■ **Problem requirements**:
Keeping every character intact, repeat the whole listing.

■ **Extracted information**:
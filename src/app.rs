//! The egg timer screen: wires the countdown, the duration slider and the
//! notification sink into one bubbletea-rs model.
//!
//! All state transitions happen inside [`App::update`] on the program's
//! single task; the runtime serializes key events and scheduled ticks, so no
//! locking is involved anywhere in this crate.

use crate::countdown::{self, CompletedMsg, StartError};
use crate::help;
use crate::key;
use crate::notify::{DesktopNotifier, Notifier};
use crate::slider;
use bubbletea_rs::{quit, tick as bubbletea_tick, Cmd, KeyMsg, Model as BubbleTeaModel, Msg};
use crossterm::event::{KeyCode, KeyModifiers};
use lipgloss_extras::lipgloss;
use lipgloss_extras::prelude::*;
use std::time::Duration;

const APP_NAME: &str = "eggtimer";
const NOTIFICATION_TITLE: &str = "Egg Timer";
const NOTIFICATION_BODY: &str = "Your egg is ready! 🥚";
const READY_STATUS: &str = "Egg is ready! 🥚";

/// How long a transient status line stays on screen.
const STATUS_VISIBLE_SECS: u64 = 4;

/// Message that clears the transient status line.
///
/// Carries the sequence number of the status it was scheduled for; a newer
/// status keeps the line alive past an older expiry.
#[derive(Debug, Clone)]
pub struct StatusExpiredMsg {
    seq: u64,
}

/// Application-level key bindings. Duration adjustment lives in the slider's
/// own key map.
#[derive(Debug, Clone)]
pub struct AppKeyMap {
    /// The alternating Start/Cancel trigger.
    pub toggle: key::Binding,
    /// Leave the application.
    pub quit: key::Binding,
}

impl Default for AppKeyMap {
    fn default() -> Self {
        Self {
            toggle: key::Binding::new(vec![KeyCode::Enter, KeyCode::Char('s')])
                .with_help("enter/s", "start/cancel"),
            quit: key::Binding::new(vec![
                key::KeyPress::from(KeyCode::Char('q')),
                key::KeyPress::from((KeyCode::Char('c'), KeyModifiers::CONTROL)),
            ])
            .with_help("q", "quit"),
        }
    }
}

/// Styles for the screen's fixed elements.
#[derive(Debug, Clone)]
pub struct AppStyles {
    /// The screen title.
    pub title: Style,
    /// The large `MM:SS` readout.
    pub clock: Style,
    /// The Start/Cancel trigger label.
    pub button: Style,
    /// The transient status line.
    pub status: Style,
}

impl Default for AppStyles {
    fn default() -> Self {
        use lipgloss_extras::lipgloss::AdaptiveColor;

        Self {
            title: Style::new().bold(true).foreground(AdaptiveColor {
                Light: "#874BFD",
                Dark: "#7D56F4",
            }),
            clock: Style::new().bold(true),
            button: Style::new().bold(true).foreground(lipgloss::Color::from("#7571F9")),
            status: Style::new().italic(true).foreground(AdaptiveColor {
                Light: "#A49FA5",
                Dark: "#777777",
            }),
        }
    }
}

/// The top-level model for the egg timer screen.
pub struct App {
    countdown: countdown::Model,
    slider: slider::Model,
    notifier: Box<dyn Notifier + Send>,
    keymap: AppKeyMap,
    help: help::Model,
    styles: AppStyles,
    status: String,
    status_seq: u64,
}

impl App {
    /// Builds the screen around the given notification sink.
    pub fn new(notifier: Box<dyn Notifier + Send>) -> Self {
        let countdown = countdown::Model::default();
        let slider = slider::new(countdown.configured_secs());
        Self {
            countdown,
            slider,
            notifier,
            keymap: AppKeyMap::default(),
            help: help::Model::new(),
            styles: AppStyles::default(),
            status: String::new(),
            status_seq: 0,
        }
    }

    /// The trigger button's current label, alternating with the phase.
    pub fn button_label(&self) -> &'static str {
        if self.countdown.running() {
            "Cancel"
        } else {
            "Start"
        }
    }

    /// The transient status line; empty when nothing is showing.
    pub fn status(&self) -> &str {
        &self.status
    }

    // Replaces the status line and schedules its expiry.
    fn set_status(&mut self, status: String) -> Cmd {
        self.status = status;
        self.status_seq += 1;
        let seq = self.status_seq;
        bubbletea_tick(Duration::from_secs(STATUS_VISIBLE_SECS), move |_| {
            Box::new(StatusExpiredMsg { seq }) as Msg
        })
    }

    // Start or cancel, depending on the phase.
    fn toggle(&mut self) -> Option<Cmd> {
        if self.countdown.running() {
            self.countdown.cancel();
            self.slider.set_enabled(true);
            self.status.clear();
            return None;
        }
        match self.countdown.start() {
            Ok(cmd) => {
                self.slider.set_enabled(false);
                self.status.clear();
                Some(cmd)
            }
            Err(err @ StartError::InvalidDuration) => Some(self.set_status(err.to_string())),
        }
    }

    // Countdown reached zero: re-enable the control, post the alert, show
    // the transient completion message.
    fn on_complete(&mut self) -> Option<Cmd> {
        self.slider.set_enabled(true);
        let status = match self.notifier.notify(NOTIFICATION_TITLE, NOTIFICATION_BODY) {
            Ok(()) => READY_STATUS.to_string(),
            Err(err) => err.to_string(),
        };
        Some(self.set_status(status))
    }
}

impl BubbleTeaModel for App {
    fn init() -> (Self, Option<Cmd>) {
        let app = App::new(Box::new(DesktopNotifier::new(APP_NAME)));
        (app, None)
    }

    fn update(&mut self, msg: Msg) -> Option<Cmd> {
        if let Some(key_msg) = msg.downcast_ref::<KeyMsg>() {
            if self.keymap.quit.matches(key_msg) {
                return Some(quit());
            }
            if self.keymap.toggle.matches(key_msg) {
                return self.toggle();
            }

            // Everything else is a potential duration adjustment; the slider
            // ignores it while disabled.
            let forwarded = Box::new(KeyMsg {
                key: key_msg.key,
                modifiers: key_msg.modifiers,
            }) as Msg;
            self.slider.update(forwarded);
            self.countdown.set_duration(self.slider.value());
            return None;
        }

        if msg.downcast_ref::<countdown::TickMsg>().is_some() {
            return self.countdown.update(msg);
        }

        if let Some(done) = msg.downcast_ref::<CompletedMsg>() {
            if done.id == self.countdown.id() {
                return self.on_complete();
            }
            return None;
        }

        if let Some(expired) = msg.downcast_ref::<StatusExpiredMsg>() {
            if expired.seq == self.status_seq {
                self.status.clear();
            }
            return None;
        }

        None
    }

    fn view(&self) -> String {
        let title = self.styles.title.render("Egg Timer");
        let clock = self.styles.clock.render(&self.countdown.view());
        let button = self.styles.button.render(&format!("[ {} ]", self.button_label()));
        let status = if self.status.is_empty() {
            String::new()
        } else {
            self.styles.status.render(&self.status)
        };

        format!(
            "\n  {}\n\n  {}\n\n  {}\n\n  {}\n\n  {}\n  {}\n",
            title,
            clock,
            self.slider.view(),
            button,
            status,
            self.help.view(self),
        )
    }
}

impl help::KeyMap for App {
    fn short_help(&self) -> Vec<&key::Binding> {
        vec![
            &self.slider.keymap.decrease,
            &self.slider.keymap.decrease_big,
            &self.keymap.toggle,
            &self.keymap.quit,
        ]
    }
}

■ **Task output**:
filename src/app.rs
//! The egg timer screen: wires the countdown, the duration slider and the
//! notification sink into one bubbletea-rs model.
//!
//! All state transitions happen inside [`App::update`] on the program's
//! single task; the runtime serializes key events and scheduled ticks, so no
//! locking is involved anywhere in this crate.

use crate::countdown::{self, CompletedMsg, StartError};
use crate::help;
use crate::key;
use crate::notify::{DesktopNotifier, Notifier};
use crate::slider;
use bubbletea_rs::{quit, tick as bubbletea_tick, Cmd, KeyMsg, Model as BubbleTeaModel, Msg};
use crossterm::event::{KeyCode, KeyModifiers};
use lipgloss_extras::lipgloss;
use lipgloss_extras::prelude::*;
use std::time::Duration;

const APP_NAME: &str = "eggtimer";
const NOTIFICATION_TITLE: &str = "Egg Timer";
const NOTIFICATION_BODY: &str = "Your egg is ready! 🥚";
const READY_STATUS: &str = "Egg is ready! 🥚";

/// How long a transient status line stays on screen.
const STATUS_VISIBLE_SECS: u64 = 4;

/// Message that clears the transient status line.
///
/// Carries the sequence number of the status it was scheduled for; a newer
/// status keeps the line alive past an older expiry.
#[derive(Debug, Clone)]
pub struct StatusExpiredMsg {
    seq: u64,
}

/// Application-level key bindings. Duration adjustment lives in the slider's
/// own key map.
#[derive(Debug, Clone)]
pub struct AppKeyMap {
    /// The alternating Start/Cancel trigger.
    pub toggle: key::Binding,
    /// Leave the application.
    pub quit: key::Binding,
}

impl Default for AppKeyMap {
    fn default() -> Self {
        Self {
            toggle: key::Binding::new(vec![KeyCode::Enter, KeyCode::Char('s')])
                .with_help("enter/s", "start/cancel"),
            quit: key::Binding::new(vec![
                key::KeyPress::from(KeyCode::Char('q')),
                key::KeyPress::from((KeyCode::Char('c'), KeyModifiers::CONTROL)),
            ])
            .with_help("q", "quit"),
        }
    }
}

/// Styles for the screen's fixed elements.
#[derive(Debug, Clone)]
pub struct AppStyles {
    /// The screen title.
    pub title: Style,
    /// The large `MM:SS` readout.
    pub clock: Style,
    /// The Start/Cancel trigger label.
    pub button: Style,
    /// The transient status line.
    pub status: Style,
}

impl Default for AppStyles {
    fn default() -> Self {
        use lipgloss_extras::lipgloss::AdaptiveColor;

        Self {
            title: Style::new().bold(true).foreground(AdaptiveColor {
                Light: "#874BFD",
                Dark: "#7D56F4",
            }),
            clock: Style::new().bold(true),
            button: Style::new().bold(true).foreground(lipgloss::Color::from("#7571F9")),
            status: Style::new().italic(true).foreground(AdaptiveColor {
                Light: "#A49FA5",
                Dark: "#777777",
            }),
        }
    }
}

/// The top-level model for the egg timer screen.
pub struct App {
    countdown: countdown::Model,
    slider: slider::Model,
    notifier: Box<dyn Notifier + Send>,
    keymap: AppKeyMap,
    help: help::Model,
    styles: AppStyles,
    status: String,
    status_seq: u64,
}

impl App {
    /// Builds the screen around the given notification sink.
    pub fn new(notifier: Box<dyn Notifier + Send>) -> Self {
        let countdown = countdown::Model::default();
        let slider = slider::new(countdown.configured_secs());
        Self {
            countdown,
            slider,
            notifier,
            keymap: AppKeyMap::default(),
            help: help::Model::new(),
            styles: AppStyles::default(),
            status: String::new(),
            status_seq: 0,
        }
    }

    /// The trigger button's current label, alternating with the phase.
    pub fn button_label(&self) -> &'static str {
        if self.countdown.running() {
            "Cancel"
        } else {
            "Start"
        }
    }

    /// The transient status line; empty when nothing is showing.
    pub fn status(&self) -> &str {
        &self.status
    }

    // Replaces the status line and schedules its expiry.
    fn set_status(&mut self, status: String) -> Cmd {
        self.status = status;
        self.status_seq += 1;
        let seq = self.status_seq;
        bubbletea_tick(Duration::from_secs(STATUS_VISIBLE_SECS), move |_| {
            Box::new(StatusExpiredMsg { seq }) as Msg
        })
    }

    // Start or cancel, depending on the phase.
    fn toggle(&mut self) -> Option<Cmd> {
        if self.countdown.running() {
            self.countdown.cancel();
            self.slider.set_enabled(true);
            self.status.clear();
            return None;
        }
        match self.countdown.start() {
            Ok(cmd) => {
                self.slider.set_enabled(false);
                self.status.clear();
                Some(cmd)
            }
            Err(err @ StartError::InvalidDuration) => Some(self.set_status(err.to_string())),
        }
    }

    // Countdown reached zero: re-enable the control, post the alert, show
    // the transient completion message.
    fn on_complete(&mut self) -> Option<Cmd> {
        self.slider.set_enabled(true);
        let status = match self.notifier.notify(NOTIFICATION_TITLE, NOTIFICATION_BODY) {
            Ok(()) => READY_STATUS.to_string(),
            Err(err) => err.to_string(),
        };
        Some(self.set_status(status))
    }
}

impl BubbleTeaModel for App {
    fn init() -> (Self, Option<Cmd>) {
        let app = App::new(Box::new(DesktopNotifier::new(APP_NAME)));
        (app, None)
    }

    fn update(&mut self, msg: Msg) -> Option<Cmd> {
        if let Some(key_msg) = msg.downcast_ref::<KeyMsg>() {
            if self.keymap.quit.matches(key_msg) {
                return Some(quit());
            }
            if self.keymap.toggle.matches(key_msg) {
                return self.toggle();
            }

            // Everything else is a potential duration adjustment; the slider
            // ignores it while disabled.
            let forwarded = Box::new(KeyMsg {
                key: key_msg.key,
                modifiers: key_msg.modifiers,
            }) as Msg;
            self.slider.update(forwarded);
            self.countdown.set_duration(self.slider.value());
            return None;
        }

        if msg.downcast_ref::<countdown::TickMsg>().is_some() {
            return self.countdown.update(msg);
        }

        if let Some(done) = msg.downcast_ref::<CompletedMsg>() {
            if done.id == self.countdown.id() {
                return self.on_complete();
            }
            return None;
        }

        if let Some(expired) = msg.downcast_ref::<StatusExpiredMsg>() {
            if expired.seq == self.status_seq {
                self.status.clear();
            }
            return None;
        }

        None
    }

    fn view(&self) -> String {
        let title = self.styles.title.render("Egg Timer");
        let clock = self.styles.clock.render(&self.countdown.view());
        let button = self.styles.button.render(&format!("[ {} ]", self.button_label()));
        let status = if self.status.is_empty() {
            String::new()
        } else {
            self.styles.status.render(&self.status)
        };

        format!(
            "\n  {}\n\n  {}\n\n  {}\n\n  {}\n\n  {}\n  {}\n",
            title,
            clock,
            self.slider.view(),
            button,
            status,
            self.help.view(self),
        )
    }
}

impl help::KeyMap for App {
    fn short_help(&self) -> Vec<&key::Binding> {
        vec![
            &self.slider.keymap.decrease,
            &self.slider.keymap.decrease_big,
            &self.keymap.toggle,
            &self.keymap.quit,
        ]
    }
}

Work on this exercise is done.